Collected data entries:
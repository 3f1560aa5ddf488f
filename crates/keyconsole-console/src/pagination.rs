//! Page cursor for the key table

use keyconsole_core::{ConsoleConfig, PaginationInfo};

/// Client-held paging state plus the totals of the last response
#[derive(Debug, Clone, PartialEq, Eq)]
pub struct PageState {
    page: u32,
    page_size: u32,
    size_options: Vec<u32>,
    info: PaginationInfo,
}

impl Default for PageState {
    fn default() -> Self {
        Self::from_config(&ConsoleConfig::default())
    }
}

impl PageState {
    /// Start on page 1 with the configured default size
    pub fn from_config(config: &ConsoleConfig) -> Self {
        Self {
            page: 1,
            page_size: config.default_page_size.max(1),
            size_options: config.page_size_options.clone(),
            info: PaginationInfo::default(),
        }
    }

    /// Current page, 1-based
    pub const fn page(&self) -> u32 {
        self.page
    }

    /// Rows per page
    pub const fn page_size(&self) -> u32 {
        self.page_size
    }

    /// Sizes offered by the page-size selector
    pub fn size_options(&self) -> &[u32] {
        &self.size_options
    }

    /// Total rows reported by the last response
    pub const fn total(&self) -> u64 {
        self.info.total
    }

    /// Total pages reported by the last response
    pub const fn total_pages(&self) -> u32 {
        self.info.total_pages
    }

    /// Whether the "previous" control is enabled
    pub const fn has_prev(&self) -> bool {
        self.page > 1
    }

    /// Whether the "next" control is enabled
    pub const fn has_next(&self) -> bool {
        self.page < self.info.total_pages
    }

    /// Go forward one page; ignored when the control is disabled
    pub fn next(&mut self) -> bool {
        if self.has_next() {
            self.page += 1;
            true
        } else {
            false
        }
    }

    /// Go back one page; ignored when the control is disabled
    pub fn prev(&mut self) -> bool {
        if self.has_prev() {
            self.page -= 1;
            true
        } else {
            false
        }
    }

    /// Jump to `page`; values below 1 are raised to 1
    pub fn go_to(&mut self, page: u32) {
        self.page = page.max(1);
    }

    /// Change the page size and return to page 1; zero is ignored
    pub fn set_page_size(&mut self, page_size: u32) {
        if page_size == 0 {
            return;
        }
        self.page_size = page_size;
        self.page = 1;
    }

    /// Return to page 1, e.g. after the filter changed
    pub fn reset(&mut self) {
        self.page = 1;
    }

    /// Record the totals of a list response
    pub fn apply(&mut self, info: PaginationInfo) {
        self.info = PaginationInfo {
            total: info.total,
            total_pages: info.total_pages.max(1),
        };
    }

    /// "Page 2 of 5"
    pub fn page_label(&self) -> String {
        format!("Page {} of {}", self.page, self.info.total_pages)
    }

    /// "42 records"
    pub fn total_label(&self) -> String {
        format!("{} records", self.info.total)
    }
}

DESCRIPTION OF THE TASK: The first line of the entries, the line with "pub const fn has_next(&self)", and every line between them should be retyped exactly, and nothing else.

SOLUTION TO THE EXERCISE:
repository 3f1560aa5ddf488f
filename crates/keyconsole-console/src/pagination.rs
//! Page cursor for the key table

use keyconsole_core::{ConsoleConfig, PaginationInfo};

/// Client-held paging state plus the totals of the last response
#[derive(Debug, Clone, PartialEq, Eq)]
pub struct PageState {
    page: u32,
    page_size: u32,
    size_options: Vec<u32>,
    info: PaginationInfo,
}

impl Default for PageState {
    fn default() -> Self {
        Self::from_config(&ConsoleConfig::default())
    }
}

impl PageState {
    /// Start on page 1 with the configured default size
    pub fn from_config(config: &ConsoleConfig) -> Self {
        Self {
            page: 1,
            page_size: config.default_page_size.max(1),
            size_options: config.page_size_options.clone(),
            info: PaginationInfo::default(),
        }
    }

    /// Current page, 1-based
    pub const fn page(&self) -> u32 {
        self.page
    }

    /// Rows per page
    pub const fn page_size(&self) -> u32 {
        self.page_size
    }

    /// Sizes offered by the page-size selector
    pub fn size_options(&self) -> &[u32] {
        &self.size_options
    }

    /// Total rows reported by the last response
    pub const fn total(&self) -> u64 {
        self.info.total
    }

    /// Total pages reported by the last response
    pub const fn total_pages(&self) -> u32 {
        self.info.total_pages
    }

    /// Whether the "previous" control is enabled
    pub const fn has_prev(&self) -> bool {
        self.page > 1
    }

    /// Whether the "next" control is enabled
    pub const fn has_next(&self) -> bool {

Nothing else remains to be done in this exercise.